Well spoken Dennis, and everyone else. From someone who dedicated 110% for 18 years in the corporate world, has lost many loved ones, both young and old, and spent the better part of my life to date obsessed with what society currently paints as success, I can fully testify that true happiness does not come from money, possessions, accomplishments or power; it's about relationships and sharing of ones life and experiences with others. Obviously, we are each different and exactly what works for me may not work for anyone else. But I know that keeping a light heart and positive outlook every day is necessary to keep me from being drawn back into the must have, must do, drive-for-more mentality.

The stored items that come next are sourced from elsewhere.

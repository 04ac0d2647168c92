//! Streaming LLM adapter.
//!
//! Supports OpenAI and Anthropic APIs. Both are asked for incremental
//! output and every text delta is surfaced as one stream item.

use std::collections::VecDeque;

use async_trait::async_trait;
use futures::stream::{self, BoxStream, StreamExt};
use genview_protocol::{Message, MessageRole};
use serde::Serialize;
use tracing::{debug, info, warn};

use crate::config::{LlmConfig, LlmProvider};
use crate::error::{LlmError, LlmResult};
use crate::sse::{SseDeltaParser, SseItem};

/// Lazily produced text deltas of one completion.
pub type TokenStream = BoxStream<'static, LlmResult<String>>;

/// Anything that can stream a chat completion.
#[async_trait]
pub trait CompletionBackend: Send + Sync {
    /// Short name used in logs.
    fn name(&self) -> &str;

    /// Start a completion. Errors returned here happen before any token is
    /// produced; errors inside the stream abort it mid-way.
    async fn stream_completion(&self, conversation: &[Message]) -> LlmResult<TokenStream>;
}

/// LLM adapter that handles API calls
pub struct LlmAdapter {
    provider: LlmProvider,
    api_key: String,
    model: String,
    base_url: String,
    max_tokens: u32,
    client: reqwest::Client,
}

impl LlmAdapter {
    /// Create a new LLM adapter with explicit configuration
    pub fn new(provider: LlmProvider, api_key: String, model: Option<String>) -> Self {
        Self {
            provider,
            api_key,
            model: model.unwrap_or_else(|| provider.default_model().to_string()),
            base_url: provider.default_base_url().to_string(),
            max_tokens: 4096,
            client: reqwest::Client::new(),
        }
    }

    /// Create an adapter from resolved configuration.
    pub fn from_config(config: &LlmConfig) -> LlmResult<Self> {
        let (provider, api_key) = config.resolve_credentials()?;
        let mut adapter = Self::new(provider, api_key, config.model.clone());
        if let Some(url) = &config.base_url {
            adapter.base_url = url.trim_end_matches('/').to_string();
        }
        adapter.max_tokens = config.max_tokens;
        Ok(adapter)
    }

    /// Create an LLM adapter from environment variables
    ///
    /// Checks in order:
    /// 1. OPENAI_API_KEY
    /// 2. ANTHROPIC_API_KEY
    pub fn from_env() -> LlmResult<Self> {
        Self::from_config(&LlmConfig::default().with_env_overrides()?)
    }

    /// Point the adapter at another API host.
    pub fn with_base_url(mut self, url: impl Into<String>) -> Self {
        self.base_url = url.into().trim_end_matches('/').to_string();
        self
    }

    /// Get the current provider
    pub fn provider(&self) -> &LlmProvider {
        &self.provider
    }

    /// Get the current model
    pub fn model(&self) -> &str {
        &self.model
    }

    async fn open_openai(&self, conversation: &[Message]) -> LlmResult<reqwest::Response> {
        let url = format!("{}/v1/chat/completions", self.base_url);

        let request = OpenAIRequest {
            model: &self.model,
            messages: conversation
                .iter()
                .map(|m| ChatTurn {
                    role: m.role.as_str(),
                    content: &m.content,
                })
                .collect(),
            max_completion_tokens: Some(self.max_tokens),
            stream: true,
        };

        let response = self
            .client
            .post(url)
            .header("Authorization", format!("Bearer {}", self.api_key))
            .json(&request)
            .send()
            .await?;
        Ok(response)
    }

    async fn open_anthropic(&self, conversation: &[Message]) -> LlmResult<reqwest::Response> {
        let url = format!("{}/v1/messages", self.base_url);

        // Anthropic requires system message to be separate
        let system = conversation
            .iter()
            .find(|m| m.role == MessageRole::System)
            .map(|m| m.content.as_str());

        let request = AnthropicRequest {
            model: &self.model,
            max_tokens: self.max_tokens,
            system,
            messages: conversation
                .iter()
                .filter(|m| m.role != MessageRole::System)
                .map(|m| ChatTurn {
                    role: m.role.as_str(),
                    content: &m.content,
                })
                .collect(),
            stream: true,
        };

        let response = self
            .client
            .post(url)
            .header("x-api-key", &self.api_key)
            .header("anthropic-version", "2023-06-01")
            .json(&request)
            .send()
            .await?;
        Ok(response)
    }
}

#[async_trait]
impl CompletionBackend for LlmAdapter {
    fn name(&self) -> &str {
        &self.model
    }

    async fn stream_completion(&self, conversation: &[Message]) -> LlmResult<TokenStream> {
        info!("Requesting {} completion from {}", self.model, self.provider);

        let response = match self.provider {
            LlmProvider::OpenAI => self.open_openai(conversation).await?,
            LlmProvider::Anthropic => self.open_anthropic(conversation).await?,
        };

        let status = response.status();
        if !status.is_success() {
            let body = response.text().await.unwrap_or_default();
            return Err(LlmError::Status {
                provider: match self.provider {
                    LlmProvider::OpenAI => "OpenAI",
                    LlmProvider::Anthropic => "Anthropic",
                },
                status: status.as_u16(),
                body,
            });
        }

        Ok(delta_stream(self.provider, response))
    }
}

struct DeltaState {
    body: BoxStream<'static, reqwest::Result<bytes::Bytes>>,
    parser: SseDeltaParser,
    ready: VecDeque<SseItem>,
    done: bool,
}

fn delta_stream(provider: LlmProvider, response: reqwest::Response) -> TokenStream {
    let state = DeltaState {
        body: response.bytes_stream().boxed(),
        parser: SseDeltaParser::new(provider),
        ready: VecDeque::new(),
        done: false,
    };

    stream::unfold(state, |mut st| async move {
        loop {
            match st.ready.pop_front() {
                Some(SseItem::Delta(text)) => return Some((Ok(text), st)),
                Some(SseItem::Done) => {
                    debug!("Provider signalled end of completion");
                    return None;
                }
                Some(SseItem::Failed(message)) => {
                    st.ready.clear();
                    st.done = true;
                    return Some((Err(LlmError::Stream(message)), st));
                }
                None if st.done => return None,
                None => {}
            }

            match st.body.next().await {
                Some(Ok(chunk)) => {
                    let items = st.parser.push(&chunk);
                    st.ready.extend(items);
                }
                Some(Err(e)) => {
                    warn!("Completion stream dropped: {}", e);
                    st.done = true;
                    return Some((Err(LlmError::Http(e)), st));
                }
                None => {
                    st.done = true;
                    st.ready.extend(st.parser.finish());
                }
            }
        }
    })
    .boxed()
}

#[derive(Debug, Serialize)]
struct ChatTurn<'a> {
    role: &'a str,
    content: &'a str,
}

// OpenAI API types
#[derive(Debug, Serialize)]
struct OpenAIRequest<'a> {
    model: &'a str,
    messages: Vec<ChatTurn<'a>>,
    #[serde(skip_serializing_if = "Option::is_none")]
    max_completion_tokens: Option<u32>,
    stream: bool,
}

// Anthropic API types
#[derive(Debug, Serialize)]
struct AnthropicRequest<'a> {
    model: &'a str,
    max_tokens: u32,
    #[serde(skip_serializing_if = "Option::is_none")]
    system: Option<&'a str>,
    messages: Vec<ChatTurn<'a>>,
    stream: bool,
}
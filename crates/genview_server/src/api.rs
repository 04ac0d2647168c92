//! Routes of the generation endpoint.

use std::io;
use std::sync::Arc;

use axum::{
    body::{Body, Bytes},
    extract::State,
    http::{header, StatusCode},
    response::{IntoResponse, Response},
    routing::{get, post},
    Json, Router,
};
use futures::StreamExt;
use genview_llm::{build_conversation, CompletionBackend, LlmError, TokenStream};
use genview_protocol::{GenerateRequest, StreamRecord, NDJSON_CONTENT_TYPE};
use tokio::sync::mpsc;
use tokio_stream::wrappers::ReceiverStream;
use tower_http::cors::CorsLayer;
use tracing::{debug, error, info, warn};

use crate::cleanup::clean_completion;
use crate::config::ServerConfig;

/// Records buffered between the relay task and the response body.
const RELAY_BUFFER: usize = 64;

/// Shared state for the generation endpoint.
#[derive(Clone)]
pub struct AppState {
    backend: Arc<dyn CompletionBackend>,
}

impl AppState {
    pub fn new(backend: Arc<dyn CompletionBackend>) -> Self {
        Self { backend }
    }
}

/// Build the endpoint router.
pub fn router(state: AppState, config: &ServerConfig) -> Router {
    let app = Router::new()
        .route("/api/generate", post(generate))
        .route("/health", get(health))
        .with_state(state);

    if config.cors {
        app.layer(CorsLayer::permissive())
    } else {
        app
    }
}

/// Health check endpoint.
async fn health() -> impl IntoResponse {
    Json(serde_json::json!({ "status": "ok", "service": "genview" }))
}

/// Failures reported before the stream starts.
#[derive(Debug)]
enum ApiError {
    BadRequest(String),
    Upstream(LlmError),
    Internal(String),
}

impl IntoResponse for ApiError {
    fn into_response(self) -> Response {
        let (status, message) = match self {
            ApiError::BadRequest(msg) => (StatusCode::BAD_REQUEST, msg),
            ApiError::Upstream(e) => (StatusCode::BAD_GATEWAY, e.to_string()),
            ApiError::Internal(msg) => (StatusCode::INTERNAL_SERVER_ERROR, msg),
        };
        (status, Json(serde_json::json!({ "error": message }))).into_response()
    }
}

/// POST /api/generate: stream a completion as NDJSON records.
async fn generate(
    State(state): State<AppState>,
    Json(request): Json<GenerateRequest>,
) -> Result<Response, ApiError> {
    if request.prompt.trim().is_empty() {
        return Err(ApiError::BadRequest("prompt must not be empty".to_string()));
    }

    let mode = request.mode();
    info!(
        %mode,
        transcript = request.messages.len(),
        backend = state.backend.name(),
        "Starting generation"
    );

    let conversation = build_conversation(&request);
    let tokens = state.backend.stream_completion(&conversation).await.map_err(|e| {
        error!("Completion backend refused the request: {}", e);
        ApiError::Upstream(e)
    })?;

    let (tx, rx) = mpsc::channel(RELAY_BUFFER);
    tokio::spawn(relay_completion(tokens, tx));

    Response::builder()
        .status(StatusCode::OK)
        .header(header::CONTENT_TYPE, NDJSON_CONTENT_TYPE)
        .header(header::CACHE_CONTROL, "no-cache")
        .header("x-content-type-options", "nosniff")
        .body(Body::from_stream(ReceiverStream::new(rx)))
        .map_err(|e| ApiError::Internal(e.to_string()))
}

type Chunk = Result<Bytes, io::Error>;

/// Forward every token as a fragment record, then the cleaned record if the
/// output was fenced.
///
/// A backend failure mid-stream is sent as a body error, which aborts the
/// chunked response so the client sees a broken transport rather than a
/// clean end.
async fn relay_completion(mut tokens: TokenStream, tx: mpsc::Sender<Chunk>) {
    let mut raw = String::new();
    let mut fragments = 0usize;

    while let Some(item) = tokens.next().await {
        match item {
            Ok(token) => {
                raw.push_str(&token);
                fragments += 1;
                if send_record(&tx, &StreamRecord::fragment(token)).await.is_err() {
                    debug!("Client disconnected after {} fragments", fragments);
                    return;
                }
            }
            Err(e) => {
                warn!("Completion failed after {} fragments: {}", fragments, e);
                let _ = tx.send(Err(io::Error::other(e.to_string()))).await;
                return;
            }
        }
    }

    if let Some(cleaned) = clean_completion(&raw) {
        debug!("Output contained fences, sending cleaned code");
        if send_record(&tx, &StreamRecord::cleaned(cleaned)).await.is_err() {
            debug!("Client disconnected before the cleaned record");
            return;
        }
    }

    info!(fragments, chars = raw.len(), "Generation complete");
}

async fn send_record(tx: &mpsc::Sender<Chunk>, record: &StreamRecord) -> Result<(), ()> {
    let chunk = record
        .to_line()
        .map(Bytes::from)
        .map_err(|e| io::Error::new(io::ErrorKind::InvalidData, e));
    tx.send(chunk).await.map_err(|_| ())
}
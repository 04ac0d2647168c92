//! Serve command - Run the generation endpoint.

use std::net::SocketAddr;
use std::sync::Arc;

use anyhow::{Context, Result};
use clap::Args;
use genview_llm::{LlmAdapter, LlmProvider};
use tracing::info;

use crate::config::GenviewConfig;

#[derive(Args)]
pub struct ServeArgs {
    /// Address to listen on
    #[arg(short, long)]
    bind: Option<SocketAddr>,

    /// LLM provider (openai, anthropic)
    #[arg(long)]
    provider: Option<LlmProvider>,

    /// Model to use instead of the provider default
    #[arg(short, long)]
    model: Option<String>,

    /// Do not answer cross-origin requests
    #[arg(long)]
    no_cors: bool,
}

pub async fn execute(args: ServeArgs, config: GenviewConfig) -> Result<()> {
    let mut server = config.server;
    if let Some(bind) = args.bind {
        server = server.bind(bind);
    }
    if args.no_cors {
        server = server.cors(false);
    }
    if let Some(provider) = args.provider {
        server.llm = server.llm.provider(provider);
    }
    if let Some(model) = args.model {
        server.llm = server.llm.model(model);
    }

    let adapter = LlmAdapter::from_config(&server.llm).context("Cannot set up the LLM backend")?;
    info!("Using {} model {}", adapter.provider(), adapter.model());

    println!("🚀 genview endpoint on http://{}/api/generate", server.bind);
    println!("   Press Ctrl+C to stop");

    genview_server::serve(&server, Arc::new(adapter), async {
        let _ = tokio::signal::ctrl_c().await;
    })
    .await
    .context("Generation endpoint failed")?;

    println!("👋 Stopped");
    Ok(())
}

Fly fishing and woodworking are two activities that tend to be more intrinsically satisfying for me. As Dennis stated, it's not so much the finished product or outcome, but rather the process that is fulfilling. (Drinking good whiskey or scotch also falls into this grouping but for obviously different reasons.) I've fished since I was a boy but I've continually found most fly fishermen to be stuffy and overly obsessed with perfect technique, gear and results. That's fine and good on occasion, but to fish like that always is not satisfying, at least not for me. Woodworking is something that I've only recently taken up and while my exposure to other woodworkers is limited, I'll have to say that they generally seem to have a more relaxed and positive approach to the craft than the fishermen I've met. While I've only been a member here shortly, this forum has done nothing to dispel that perception of woodworkers and I certainly hope that will continue to be the case.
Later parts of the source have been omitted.